In-Situ Generation of Cu- and Ag-Sn Alloys from Metal Sulfides for CO2 Reduction

Abstract

Ag, Cu and Sn based electrocatalysts promise high CO2 reduction kinetics and effiencies on gas diffusion electrodes. Ag, Cu, Sn sulfide catalysts in particular may offer altered electronic properites and product selectivity, while still being easy to manufacture in scaleable synthesis routes.

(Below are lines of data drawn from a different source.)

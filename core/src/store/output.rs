//! Store methods for the run's output tables.

use super::{month_column, RetentionStore};
use crate::{
    classifier::ClassifiedMonth,
    cohort_accumulator::CohortSnapshot,
    conversion_analyzer::ConversionRow,
    error::RetentionResult,
    trend_smoother::TrendPoint,
    types::VenueKey,
};
use rusqlite::{params, types::Type, OptionalExtension};
use std::collections::BTreeSet;

impl RetentionStore {
    // ── Classification ─────────────────────────────────────────

    pub fn save_classified(&self, run_id: &str, rows: &[ClassifiedMonth]) -> RetentionResult<()> {
        let mut stmt = self.conn.prepare_cached(
            "INSERT INTO visitor_month (
                run_id, venue_chain_id, venue_id, month,
                new_ids, return_ids, repeat_ids, sentinel_visits
            ) VALUES (?1, ?2, ?3, ?4, ?5, ?6, ?7, ?8)",
        )?;
        for cm in rows {
            stmt.execute(params![
                run_id,
                cm.venue.venue_chain_id,
                cm.venue.venue_id,
                cm.month.to_string(),
                serde_json::to_string(&cm.new)?,
                serde_json::to_string(&cm.returning)?,
                serde_json::to_string(&cm.repeat)?,
                cm.sentinel_visits,
            ])?;
        }
        Ok(())
    }

    pub fn classified_for_run(&self, run_id: &str) -> RetentionResult<Vec<ClassifiedMonth>> {
        let mut stmt = self.conn.prepare(
            "SELECT venue_chain_id, venue_id, month, new_ids, return_ids, repeat_ids, sentinel_visits
             FROM visitor_month WHERE run_id = ?1
             ORDER BY venue_chain_id, venue_id, month",
        )?;
        let rows = stmt
            .query_map(params![run_id], |row| {
                Ok(ClassifiedMonth {
                    venue:           VenueKey::new(row.get::<_, String>(0)?, row.get::<_, String>(1)?),
                    month:           month_column(row, 2)?,
                    new:             id_set_column(row, 3)?,
                    returning:       id_set_column(row, 4)?,
                    repeat:          id_set_column(row, 5)?,
                    sentinel_visits: row.get(6)?,
                })
            })?
            .collect::<Result<Vec<_>, _>>()?;
        Ok(rows)
    }

    // ── Stats ──────────────────────────────────────────────────

    pub fn save_stats(&self, run_id: &str, rows: &[TrendPoint]) -> RetentionResult<()> {
        let mut stmt = self.conn.prepare_cached(
            "INSERT INTO visitor_stats (
                run_id, venue_chain_id, venue_id, month,
                new_count, return_count, repeat_count, new_12m_mean, return_12m_mean
            ) VALUES (?1, ?2, ?3, ?4, ?5, ?6, ?7, ?8, ?9)",
        )?;
        for p in rows {
            stmt.execute(params![
                run_id,
                p.venue.venue_chain_id,
                p.venue.venue_id,
                p.month.to_string(),
                p.new as i64,
                p.returning as i64,
                p.repeat as i64,
                p.new_12m_mean,
                p.return_12m_mean,
            ])?;
        }
        Ok(())
    }

    pub fn stats_for_run(&self, run_id: &str) -> RetentionResult<Vec<TrendPoint>> {
        let mut stmt = self.conn.prepare(
            "SELECT venue_chain_id, venue_id, month,
                    new_count, return_count, repeat_count, new_12m_mean, return_12m_mean
             FROM visitor_stats WHERE run_id = ?1
             ORDER BY venue_chain_id, venue_id, month",
        )?;
        let rows = stmt
            .query_map(params![run_id], |row| {
                Ok(TrendPoint {
                    venue:           VenueKey::new(row.get::<_, String>(0)?, row.get::<_, String>(1)?),
                    month:           month_column(row, 2)?,
                    new:             row.get::<_, i64>(3)? as u64,
                    returning:       row.get::<_, i64>(4)? as u64,
                    repeat:          row.get::<_, i64>(5)? as u64,
                    new_12m_mean:    row.get(6)?,
                    return_12m_mean: row.get(7)?,
                })
            })?
            .collect::<Result<Vec<_>, _>>()?;
        Ok(rows)
    }

    // ── Conversion ─────────────────────────────────────────────

    pub fn save_conversion(
        &self,
        run_id: &str,
        labels: &[String],
        rows: &[ConversionRow],
    ) -> RetentionResult<()> {
        let mut stmt = self.conn.prepare_cached(
            "INSERT INTO conversion_bin (
                run_id, venue_chain_id, venue_id, month, bucket_index, bucket_label, count
            ) VALUES (?1, ?2, ?3, ?4, ?5, ?6, ?7)",
        )?;
        for row in rows {
            let month = row.month.to_string();
            for (idx, &count) in row.counts.iter().enumerate() {
                let label = labels.get(idx).map(String::as_str).unwrap_or("");
                stmt.execute(params![
                    run_id,
                    row.venue.venue_chain_id,
                    row.venue.venue_id,
                    month,
                    idx as i64,
                    label,
                    count as i64,
                ])?;
            }
        }
        Ok(())
    }

    /// Conversion rows re-pivoted to one row per venue-month.
    pub fn conversion_for_run(&self, run_id: &str) -> RetentionResult<Vec<ConversionRow>> {
        let mut stmt = self.conn.prepare(
            "SELECT venue_chain_id, venue_id, month, bucket_index, count
             FROM conversion_bin WHERE run_id = ?1
             ORDER BY venue_chain_id, venue_id, month, bucket_index",
        )?;
        let cells = stmt
            .query_map(params![run_id], |row| {
                Ok((
                    VenueKey::new(row.get::<_, String>(0)?, row.get::<_, String>(1)?),
                    month_column(row, 2)?,
                    row.get::<_, i64>(3)? as usize,
                    row.get::<_, i64>(4)? as u64,
                ))
            })?
            .collect::<Result<Vec<_>, _>>()?;

        let mut rows: Vec<ConversionRow> = Vec::new();
        for (venue, month, idx, count) in cells {
            let same_row = rows
                .last()
                .is_some_and(|r| r.venue == venue && r.month == month);
            if !same_row {
                rows.push(ConversionRow { venue, month, counts: Vec::new() });
            }
            if let Some(row) = rows.last_mut() {
                if row.counts.len() <= idx {
                    row.counts.resize(idx + 1, 0);
                }
                row.counts[idx] = count;
            }
        }
        Ok(rows)
    }

    pub fn conversion_labels(&self, run_id: &str) -> RetentionResult<Vec<String>> {
        let mut stmt = self.conn.prepare(
            "SELECT DISTINCT bucket_index, bucket_label FROM conversion_bin
             WHERE run_id = ?1 ORDER BY bucket_index",
        )?;
        let labels = stmt
            .query_map(params![run_id], |row| row.get::<_, String>(1))?
            .collect::<Result<Vec<_>, _>>()?;
        Ok(labels)
    }

    // ── Cohort snapshots ───────────────────────────────────────

    pub fn save_cohort_snapshot(&self, run_id: &str, snapshot: &CohortSnapshot) -> RetentionResult<()> {
        self.conn.execute(
            "INSERT INTO cohort_snapshot (run_id, venue_chain_id, venue_id, month, counts_json)
             VALUES (?1, ?2, ?3, ?4, ?5)",
            params![
                run_id,
                snapshot.venue.venue_chain_id,
                snapshot.venue.venue_id,
                snapshot.month.to_string(),
                serde_json::to_string(&snapshot.counts)?,
            ],
        )?;
        Ok(())
    }

    /// The cohort map as it stood at the end of `month`, if it was kept.
    pub fn cohort_snapshot(
        &self,
        run_id: &str,
        venue: &VenueKey,
        month: crate::calendar::Month,
    ) -> RetentionResult<Option<CohortSnapshot>> {
        let json: Option<String> = self
            .conn
            .query_row(
                "SELECT counts_json FROM cohort_snapshot
                 WHERE run_id = ?1 AND venue_chain_id = ?2 AND venue_id = ?3 AND month = ?4",
                params![run_id, venue.venue_chain_id, venue.venue_id, month.to_string()],
                |row| row.get(0),
            )
            .optional()?;

        Ok(match json {
            Some(j) => Some(CohortSnapshot {
                venue: venue.clone(),
                month,
                counts: serde_json::from_str(&j)?,
            }),
            None => None,
        })
    }
}

fn id_set_column(row: &rusqlite::Row<'_>, idx: usize) -> rusqlite::Result<BTreeSet<String>> {
    let text: String = row.get(idx)?;
    serde_json::from_str(&text)
        .map_err(|e| rusqlite::Error::FromSqlConversionFailure(idx, Type::Text, Box::new(e)))
}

Comparing the CO2 reduction (CO2RR) performance of Cu3SnS4, Ag3SnS4, Cu2S, SnS and Ag8SnS6 at 100 mA cm-2, formate is found to be the primary CO2RR product with a faradaic efficency of 57% for Cu3SnS4 and 81% for Ag3SnS4. Characterization by X-ray photoelectron spectroscopy (XPS) and X-ray diffraction revealed the formation of Ag3Sn and Cu3Sn alloys from the corresponding sulfide species during CO2RR. But while the Cu3Sn based electrode surface decomposed into CuO and SnO after 2h at -100 mA cm-2, metallic Ag3Sn sites on the corresponding electrode surface could be detected by XPS after removing the surface layer. Using density funtional theory, the binding energies of *H, *CO and *OCHO on Cu3Sn and Ag3Sn were computed to identify possible catalytic sites. Thereby, Sn was found to render both Cu and Ag highly oxophilic resulting in strong adsorption of carboxylic functionalities, enabling formate production with a partial current density of up to 162 mA cm-2.